O Conselho Nacional de Saúde (CNS) também tem posicionamento contra a aprovação da PEC do Plasma. A instituição disse ter enviado à CCJ do Senado um documento em que se manifesta contrariamente à atividade privada na coleta e processamento de plasma humano, e também a mercantilização do sangue.

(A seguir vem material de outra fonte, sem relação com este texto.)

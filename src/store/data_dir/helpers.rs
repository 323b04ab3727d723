// SPDX-FileCopyrightText: 2026 Bruno Meilick
// SPDX-License-Identifier: LicenseRef-Zonepick-FreeUse-NoCopy-NoDerivatives
//
// All rights reserved.
//
// This file is part of Zonepick and is proprietary software.
// Unauthorized copying, modification, or distribution is prohibited.

use std::fs;
use std::path::{Component, Path};

use super::StoreError;

pub(super) fn read(path: &Path) -> Result<String, StoreError> {
    fs::read_to_string(path).map_err(|source| StoreError::Io {
        path: path.to_path_buf(),
        source,
    })
}

pub(super) fn validate_relative_path(field: &'static str, path: &Path) -> Result<(), StoreError> {
    let escapes = path.as_os_str().is_empty()
        || path.components().any(|component| {
            matches!(
                component,
                Component::ParentDir | Component::RootDir | Component::Prefix(_)
            )
        });
    if escapes {
        return Err(StoreError::InvalidRelativePath {
            field,
            value: path.to_path_buf(),
        });
    }
    Ok(())
}
// SPDX-FileCopyrightText: 2026 Bruno Meilick
// SPDX-License-Identifier: LicenseRef-Zonepick-FreeUse-NoCopy-NoDerivatives
//
// All rights reserved.
//
// This file is part of Zonepick and is proprietary software.
// Unauthorized copying, modification, or distribution is prohibited.

use thiserror::Error;
use tracing::warn;

use super::split_fields;
use crate::model::{EventLog, ShipmentId, TimestampEvent};

/// Token separating the pending ids from the batched ids on an event line.
pub const BATCH_SEPARATOR: &str = ";";

#[derive(Debug, Clone, PartialEq, Eq, Error)]
pub enum EventLogParseError {
    #[error("line {line_no} has no '{BATCH_SEPARATOR}' token between pending and batched ids")]
    MissingSeparator { line_no: usize },
    #[error("line {line_no} has no {field}")]
    MissingField { line_no: usize, field: &'static str },
    #[error("invalid {field} {value:?} on line {line_no}")]
    InvalidNumber {
        line_no: usize,
        field: &'static str,
        value: String,
    },
}

/// Parses the shipment batching log.
///
/// Each non-blank line reads `timestamp,ppid,<pending id>...,;,<batched id>...`. Empty id tokens
/// (from doubled or trailing commas) are ignored. Events come back sorted by timestamp text; when a
/// timestamp repeats, the later line replaces the earlier one.
pub fn parse_event_log(input: &str) -> Result<EventLog, EventLogParseError> {
    let mut events = Vec::new();
    for (idx, raw_line) in input.lines().enumerate() {
        let line_no = idx + 1;
        let line = raw_line.trim_end();
        if line.is_empty() {
            continue;
        }
        events.push(parse_line(line, line_no)?);
    }

    let parsed = events.len();
    let log = EventLog::from_events(events);
    if log.len() < parsed {
        warn!(
            repeated = parsed - log.len(),
            "event log repeats timestamps; keeping the last line of each"
        );
    }
    Ok(log)
}

fn parse_line(line: &str, line_no: usize) -> Result<TimestampEvent, EventLogParseError> {
    let mut fields = split_fields(line).map(str::trim);

    let timestamp = fields
        .next()
        .filter(|value| !value.is_empty())
        .ok_or(EventLogParseError::MissingField {
            line_no,
            field: "timestamp",
        })?;
    let ppid_text = fields.next().filter(|value| !value.is_empty()).ok_or(
        EventLogParseError::MissingField {
            line_no,
            field: "ppid",
        },
    )?;
    let ppid = ppid_text
        .parse::<i64>()
        .map_err(|_| EventLogParseError::InvalidNumber {
            line_no,
            field: "ppid",
            value: ppid_text.to_owned(),
        })?;

    let mut pending = Vec::new();
    let mut saw_separator = false;
    for token in fields.by_ref() {
        if token == BATCH_SEPARATOR {
            saw_separator = true;
            break;
        }
        push_id(&mut pending, token, line_no)?;
    }
    if !saw_separator {
        return Err(EventLogParseError::MissingSeparator { line_no });
    }

    let mut batched = Vec::new();
    for token in fields {
        push_id(&mut batched, token, line_no)?;
    }

    Ok(TimestampEvent {
        timestamp: timestamp.to_owned(),
        ppid,
        pending,
        batched,
    })
}

fn push_id(ids: &mut Vec<ShipmentId>, token: &str, line_no: usize) -> Result<(), EventLogParseError> {
    if token.is_empty() {
        return Ok(());
    }
    let id = token
        .parse::<ShipmentId>()
        .map_err(|_| EventLogParseError::InvalidNumber {
            line_no,
            field: "shipment id",
            value: token.to_owned(),
        })?;
    ids.push(id);
    Ok(())
}

#[cfg(test)]
mod tests {
    use super::{parse_event_log, EventLogParseError};
    use crate::model::ShipmentId;

    fn ids(values: &[u64]) -> Vec<ShipmentId> {
        values.iter().copied().map(ShipmentId::new).collect()
    }

    #[test]
    fn splits_pending_and_batched_at_separator() {
        let log = parse_event_log("2020-01-01 08:00:00,7,11,12,;,13\n").expect("log");
        let event = log.get(0).expect("event");
        assert_eq!(event.timestamp, "2020-01-01 08:00:00");
        assert_eq!(event.ppid, 7);
        assert_eq!(event.pending, ids(&[11, 12]));
        assert_eq!(event.batched, ids(&[13]));
        assert_eq!(event.batch_size(), 1);
    }

    #[test]
    fn empty_lists_and_empty_tokens_are_fine() {
        let log = parse_event_log("t1,1,;\nt2,2,,5,,;,,\n\n").expect("log");
        assert_eq!(log.len(), 2);
        let first = log.get(0).expect("t1");
        assert!(first.pending.is_empty() && first.batched.is_empty());
        let second = log.get(1).expect("t2");
        assert_eq!(second.pending, ids(&[5]));
        assert!(second.batched.is_empty());
    }

    #[test]
    fn later_duplicate_timestamp_wins_and_order_is_lexicographic() {
        let log = parse_event_log("t2,1,1,;\nt1,2,2,;\nt2,3,3,;\n").expect("log");
        let order = log
            .events()
            .iter()
            .map(|event| (event.timestamp.as_str(), event.ppid))
            .collect::<Vec<_>>();
        assert_eq!(order, vec![("t1", 2), ("t2", 3)]);
    }

    #[test]
    fn missing_separator_is_an_error() {
        assert_eq!(
            parse_event_log("t1,1,;\nt2,1,5,6\n").unwrap_err(),
            EventLogParseError::MissingSeparator { line_no: 2 }
        );
    }

    #[test]
    fn bad_numbers_are_reported() {
        assert_eq!(
            parse_event_log("t1,x,;\n").unwrap_err(),
            EventLogParseError::InvalidNumber {
                line_no: 1,
                field: "ppid",
                value: "x".to_owned()
            }
        );
        assert!(matches!(
            parse_event_log("t1,1,;,9,;\n").unwrap_err(),
            EventLogParseError::InvalidNumber { field: "shipment id", .. }
        ));
        assert_eq!(
            parse_event_log("t1\n").unwrap_err(),
            EventLogParseError::MissingField {
                line_no: 1,
                field: "ppid"
            }
        );
    }

    #[test]
    fn empty_input_is_an_empty_log() {
        assert!(parse_event_log("\n\n").expect("log").is_empty());
    }
}
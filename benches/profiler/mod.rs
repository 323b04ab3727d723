// SPDX-FileCopyrightText: 2026 Bruno Meilick
// SPDX-License-Identifier: LicenseRef-Zonepick-FreeUse-NoCopy-NoDerivatives
//
// All rights reserved.
//
// This file is part of Zonepick and is proprietary software.
// Unauthorized copying, modification, or distribution is prohibited.

use std::time::Duration;

use criterion::Criterion;

use pprof::criterion::{Output, PProfProfiler};

fn env_or<T: std::str::FromStr>(name: &str, default: T) -> T {
    std::env::var(name).ok().and_then(|raw| raw.trim().parse::<T>().ok()).unwrap_or(default)
}

/// Criterion config with a pprof flamegraph profiler, tunable through `ZONEPICK_*` env vars.
pub fn criterion() -> Criterion {
    let frequency = env_or::<i32>("ZONEPICK_PROFILE_FREQ", 100).clamp(1, 1000);
    let sample_size = env_or::<usize>("ZONEPICK_BENCH_SAMPLE_SIZE", 40).clamp(10, 200);
    let warmup_secs = env_or::<u64>("ZONEPICK_BENCH_WARMUP_SECS", 2).clamp(1, 60);
    let measurement_secs = env_or::<u64>("ZONEPICK_BENCH_MEASUREMENT_SECS", 4).clamp(1, 120);

    Criterion::default()
        .sample_size(sample_size)
        .warm_up_time(Duration::from_secs(warmup_secs))
        .measurement_time(Duration::from_secs(measurement_secs))
        .with_profiler(PProfProfiler::new(frequency, Output::Flamegraph(None)))
}
// SPDX-FileCopyrightText: 2026 Bruno Meilick
// SPDX-License-Identifier: LicenseRef-Zonepick-FreeUse-NoCopy-NoDerivatives
//
// All rights reserved.
//
// This file is part of Zonepick and is proprietary software.
// Unauthorized copying, modification, or distribution is prohibited.

//! Loading datasets from disk.
//!
//! A data directory holds one floor plan and one location table per floor, the shipment event log
//! and an optional `zonepick.json` manifest overriding file names and layout.

pub mod data_dir;
pub mod dataset;

pub use data_dir::{
    floor_name_from_path, DataDir, FloorEntry, Manifest, StoreError, DEFAULT_EVENTS_FILE,
    DEFAULT_FLOORS, MANIFEST_FILE,
};
pub use dataset::{Dataset, FloorData};
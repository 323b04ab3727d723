// SPDX-FileCopyrightText: 2026 Bruno Meilick
// SPDX-License-Identifier: LicenseRef-Zonepick-FreeUse-NoCopy-NoDerivatives
//
// All rights reserved.
//
// This file is part of Zonepick and is proprietary software.
// Unauthorized copying, modification, or distribution is prohibited.

use thiserror::Error;

use crate::model::{FloorGrid, TileCode};

#[derive(Debug, Clone, PartialEq, Eq, Error)]
pub enum FloorPlanParseError {
    #[error("floor plan has no rows")]
    Empty,
    #[error("row on line {line_no} has {found} tiles, expected {expected}")]
    RaggedRow {
        line_no: usize,
        expected: usize,
        found: usize,
    },
    #[error("unknown tile code {token:?} on line {line_no}, column {column}")]
    UnknownTileCode {
        line_no: usize,
        column: usize,
        token: String,
    },
}

/// Parses a floor plan: one grid row per line, tile codes separated by single spaces.
///
/// Trailing whitespace and trailing blank lines are ignored. The first row fixes the width.
pub fn parse_floor_plan(input: &str) -> Result<FloorGrid, FloorPlanParseError> {
    let lines = input.lines().map(str::trim_end).collect::<Vec<_>>();
    let used = lines
        .iter()
        .rposition(|line| !line.is_empty())
        .map_or(0, |last| last + 1);
    if used == 0 {
        return Err(FloorPlanParseError::Empty);
    }

    let mut rows = Vec::with_capacity(used);
    let mut width = None;
    for (idx, line) in lines[..used].iter().enumerate() {
        let line_no = idx + 1;
        let row = parse_row(line, line_no)?;
        let expected = *width.get_or_insert(row.len());
        if row.len() != expected {
            return Err(FloorPlanParseError::RaggedRow {
                line_no,
                expected,
                found: row.len(),
            });
        }
        rows.push(row);
    }

    FloorGrid::from_rows(rows).ok_or(FloorPlanParseError::Empty)
}

fn parse_row(line: &str, line_no: usize) -> Result<Vec<TileCode>, FloorPlanParseError> {
    if line.is_empty() {
        return Ok(Vec::new());
    }

    line.split(' ')
        .enumerate()
        .map(|(idx, token)| {
            let mut chars = token.chars();
            match (chars.next(), chars.next()) {
                (Some(ch), None) => TileCode::from_char(ch),
                _ => None,
            }
            .ok_or_else(|| FloorPlanParseError::UnknownTileCode {
                line_no,
                column: idx + 1,
                token: token.to_owned(),
            })
        })
        .collect()
}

O Ministério da Saúde afirmou, em setembro, que via com cautela a proposta e se coloca contrário “à remuneração, compensação ou comercialização na coleta de sangue, ou de plasma”. “Isso desestruturaria a política nacional de sangue, referência mundial pela sua excelência e capacidade de atender a todos os brasileiros”, afirmou a pasta em nota.